The Supreme Court agreed today to hear arguments in a case seeking to sort out exactly that question.
The case, Carpenter v United States, centers on a Michigan man, Timothy Carpenter, who was convicted of committing robberies around Detroit in 2011.
As part of that investigation, law enforcement obtained several months’ — 127 days — worth of cell phone location records on their suspect. Those records, the ACLU explains, held nearly 13,000 separate points of location data.
Even if you keep your phone’s GPS disabled, the device itself sends back approximate location data to your carrier based on which signal tower(s) it is able to reach. That data seemed to put the man in the general vicinity of several of the stores that were robbed.
But Carpenter appealed his conviction to the Sixth Circuit, arguing that since law enforcement had not first obtained a search warrant for that phone location data, it was an invalid search in violation of his Fourth Amendment rights.
The court, however, ruled that since the information is basically metadata that has to exist as part of doing business, that it’s not yours and the cops don’t need a warrant.
“Those records say nothing about the content of any calls,” the Sixth Circuit ruled against Carpenter.
“Carriers necessarily track their customers’ phones across different cell-site sectors to connect and maintain their customers’ calls. And carriers keep records of these data to find weak spots in their network and to determine whether roaming charges apply, among other purposes. Thus, the cell-site data — like mailing addresses, phone numbers, and IP addresses — are information that facilitate personal communications, rather than part of the content of those communications themselves. The government’s collection of business records containing these data therefore is not a search.”
As Carpenter’s appeal to the Supreme Court noted, the existing case law on cell site location information (CSLI) so far is mixed to say the least.

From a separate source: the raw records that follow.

impl<'a, Id: CanId, D: Dependencies<Id>> CanConfigurable<'a, Id, D> {
    /// Opens the bus in configuration mode
    ///
    /// Plans the message RAM for `counts` with frame elements sized for
    /// `data_field_size`, zero-fills it, programs the layout into the
    /// controller and parcels the RAM out to the returned abstractions. The
    /// bus stays halted until [`Self::finalize`] is called; filters,
    /// interrupts and the remaining [`CanConfig`] fields can be set up in
    /// between.
    ///
    /// `memory` must be the controller's dedicated message RAM; this is
    /// checked against [`Dependencies::eligible_message_ram_start`].
    pub fn new(
        bitrate: HertzU32,
        dependencies: D,
        memory: &'a mut SharedMemory,
        counts: ElementCounts,
        data_field_size: DataFieldSize,
    ) -> Result<Self, ConfigurationError> {
        // Safety: `dependencies` implies ownership of the register block
        // pointed to by `Id`, so this is the unique handle to it.
        let regs = unsafe { Registers::<Id>::new(dependencies.register_block_start()) };

        if memory as *const SharedMemory as *const () != dependencies.eligible_message_ram_start() {
            return Err(ConfigurationError::MemoryNotAddressable);
        }

        let layout = MessageRamLayout::plan(&counts, data_field_size)?;
        let spin_budget = spin::one_ms_budget(dependencies.host_clock());
        let mut words: &mut [VolatileCell<u32>] = memory.init();

        let filters_standard = carve(&mut words, layout.standard_filters.as_ref());
        let filters_extended = carve(&mut words, layout.extended_filters.as_ref());
        let tx_buffers = carve(&mut words, layout.tx_buffers.as_ref());
        let rx_buffers = carve(&mut words, layout.rx_buffers.as_ref());
        let rx_fifo_0 = carve(&mut words, layout.rx_fifo_0.as_ref());
        let rx_fifo_1 = carve(&mut words, layout.rx_fifo_1.as_ref());
        let tx_event_fifo = carve(&mut words, layout.tx_event_fifo.as_ref());

        let mut aux = Aux {
            regs,
            dependencies,
            config: CanConfig::new(bitrate),
            filter_policy: GlobalFilterPolicy::default(),
            layout,
            data_field_size,
            // Safety: The memory was just zeroed, so all filters start out
            // disabled.
            filters_standard: unsafe { Filters::new(filters_standard) },
            filters_extended: unsafe { Filters::new(filters_extended) },
            spin_budget,
        };

        // The layout registers are guarded by INIT+CCE.
        aux.run_to_normal(false)?;
        aux.enable_cce()?;
        apply_ram_config(regs, &layout, data_field_size);

        // Safety: The register subsets delegated to these components are
        // disjoint and not touched by any other code holding this handle.
        let can = Can {
            interrupts: unsafe { InterruptConfiguration::new(regs) },
            rx_fifo_0: unsafe {
                RxFifo::new(rx_fifo_0, element_words(layout.rx_fifo_0.as_ref()), regs)
            },
            rx_fifo_1: unsafe {
                RxFifo::new(rx_fifo_1, element_words(layout.rx_fifo_1.as_ref()), regs)
            },
            rx_dedicated_buffers: unsafe {
                RxDedicatedBuffer::new(rx_buffers, element_words(layout.rx_buffers.as_ref()), regs)
            },
            tx: unsafe {
                Tx::new(
                    tx_buffers,
                    element_words(layout.tx_buffers.as_ref()),
                    regs,
                    spin_budget,
                )
            },
            tx_event_fifo: unsafe { TxEventFifo::new(tx_event_fifo, regs) },
            aux,
        };

        Ok(Self(can))
    }

    /// Raw access to the registers.
    ///
    /// # Safety
    /// The abstraction assumes that it has exclusive ownership of the
    /// registers. Direct access can break such assumptions.
    pub unsafe fn registers(&self) -> &RegisterBlock {
        &self.0.aux.regs
    }

    /// Allows reconfiguring the acceptance filters for standard IDs.
    pub fn filters_standard(&mut self) -> &mut FiltersStandard<'a, Id> {
        self.0.aux.filters_standard()
    }

    /// Allows reconfiguring the acceptance filters for extended IDs.
    pub fn filters_extended(&mut self) -> &mut FiltersExtended<'a, Id> {
        self.0.aux.filters_extended()
    }

    /// Allows reconfiguring interrupts.
    pub fn interrupts(&mut self) -> &mut InterruptConfiguration<Id> {
        &mut self.0.interrupts
    }

    /// Applies the default acceptance policy for frames no filter matched
    ///
    /// A policy set here is in place from the first moment of bus operation;
    /// [`Self::finalize`] re-applies it.
    pub fn set_global_filter_policy(&mut self, policy: GlobalFilterPolicy) {
        self.0.aux.set_global_filter_policy(policy);
    }

    /// Allows changing the configuration applied by [`Self::finalize`]
    pub fn config(&mut self) -> &mut CanConfig {
        &mut self.0.aux.config
    }

    /// Applies bit timing and the remaining [`CanConfig`] fields.
    fn apply_bus_config(&mut self) -> Result<(), ConfigurationError> {
        let aux = &self.0.aux;
        let regs = aux.regs;
        let config = &aux.config;
        if !(1..=16).contains(&config.timestamp.prescaler) {
            return Err(ConfigurationError::InvalidTimeStampPrescaler);
        }
        let can_clock = aux.dependencies.can_clock();

        let nominal =
            crate::config::BitTiming::solve(config.bitrate, can_clock, Phase::Nominal);
        if nominal.bitrate_error(config.bitrate) > config.max_bitrate_error.into() {
            return Err(ConfigurationError::BitRateDeviation {
                phase: Phase::Nominal,
                requested: config.bitrate,
                achieved: nominal.bitrate,
            });
        }

        // Register fields hold the real value minus one.
        let mut nbtp = Nbtp(0);
        nbtp.set_nsjw(nominal.sjw - 1);
        nbtp.set_ntseg1((nominal.tseg1 - 1) as u8);
        nbtp.set_ntseg2(nominal.tseg2 - 1);
        nbtp.set_nbrp(nominal.prescaler - 1);
        regs.nbtp.write(nbtp);

        match config.mode {
            Mode::Classic => regs.cccr.modify(|mut r| {
                r.set_fdoe(false);
                r
            }),
            Mode::Fd {
                allow_bit_rate_switching,
                data_bitrate,
            } => {
                regs.cccr.modify(|mut r| {
                    r.set_fdoe(true);
                    r.set_brse(allow_bit_rate_switching);
                    r
                });
                let data = crate::config::BitTiming::solve(data_bitrate, can_clock, Phase::Data);
                if data.bitrate_error(data_bitrate) > config.max_bitrate_error.into() {
                    return Err(ConfigurationError::BitRateDeviation {
                        phase: Phase::Data,
                        requested: data_bitrate,
                        achieved: data.bitrate,
                    });
                }
                let mut dbtp = Dbtp(0);
                dbtp.set_dsjw(data.sjw - 1);
                dbtp.set_dtseg1((data.tseg1 - 1) as u8);
                dbtp.set_dtseg2(data.tseg2 - 1);
                dbtp.set_dbrp((data.prescaler - 1) as u8);
                if let Some(offset) = data.tdc_offset {
                    dbtp.set_tdc(true);
                    let mut tdcr = Tdcr(0);
                    tdcr.set_tdco(offset);
                    regs.tdcr.write(tdcr);
                }
                regs.dbtp.write(dbtp);
            }
        };

        let mut tscc = Tscc(0);
        tscc.set_tss(config.timestamp.select.code());
        tscc.set_tcp(config.timestamp.prescaler - 1);
        regs.tscc.write(tscc);

        // Configure test/loopback mode
        regs.cccr.modify(|mut r| {
            r.set_test(config.loopback);
            r
        });
        regs.test.modify(|mut r| {
            r.set_lbck(config.loopback);
            r
        });

        // FIFO modes and watermarks; start addresses were programmed when
        // the RAM layout was applied.
        regs.rxf0.c.modify(|mut r| {
            r.set_fom(config.rx_fifo_0.mode.into());
            r.set_fwm(config.rx_fifo_0.watermark.min(64));
            r
        });
        regs.rxf1.c.modify(|mut r| {
            r.set_fom(config.rx_fifo_1.mode.into());
            r.set_fwm(config.rx_fifo_1.watermark.min(64));
            r
        });

        // Dedicated/queue split of the planned TX buffers
        let tx_total = aux.layout.tx_buffers.map_or(0, |r| r.count) as u8;
        let dedicated = config.tx.dedicated_buffers.min(tx_total);
        regs.txbc.modify(|mut r| {
            r.set_ndtb(dedicated);
            r.set_tfqs(tx_total - dedicated);
            r.set_tfqm(config.tx.tx_queue_submode.into());
            r
        });

        regs.txefc.modify(|mut r| {
            r.set_efwm(config.tx.tx_event_fifo_watermark.min(32));
            r
        });

        let policy = aux.filter_policy;
        self.0.aux.set_global_filter_policy(policy);
        Ok(())
    }

    /// Locks the configuration and enters normal operation.
    pub fn finalize(mut self) -> Result<Can<'a, Id, D>, ConfigurationError> {
        self.apply_bus_config()?;

        let mut can = self.0;
        // Enter normal operation (CCE is cleared automatically)
        can.aux.run_to_normal(true)?;

        Ok(can)
    }
}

His lawyers noted that “five courts of appeals to consider the Fourth Amendment status of historical CSLI have generated 18 separate majority, concurring, and dissenting opinions, highlighting the need for this Court to act.”
“Without guidance from this Court, a cell phone user cannot know the scope of his constitutional protection, nor can a policeman know the scope of his authority,” the petition added. “As law enforcement seeks ever greater quantities of location data and other sensitive digital records, the need for this Court to speak grows daily more urgent.”
And that quantity is indeed vast. Several groups — including the Electronic Frontier Foundation, the Brennan Center for Justice at NYU School of Law, the Center for Democracy & Technology, the Constitution Project, and the National Coalition to Protect Civil Freedoms — filed an amicus brief in the case last year noting that AT&T and Verizon between them received 126,406 CSLI requests in 2015 and another 61,863 in just the first half of 2016. And for Verizon at least, the groups noted, roughly two-thirds of all requests were warrantless.
Carpenter’s is one of two related cases petitioners have asked the Court to hear. The Supreme Court has not accepted or rejected the other petition, Graham v United States, but whatever decision it returns in the Carpenter case will of course apply broadly to any case where CSLI data is sought.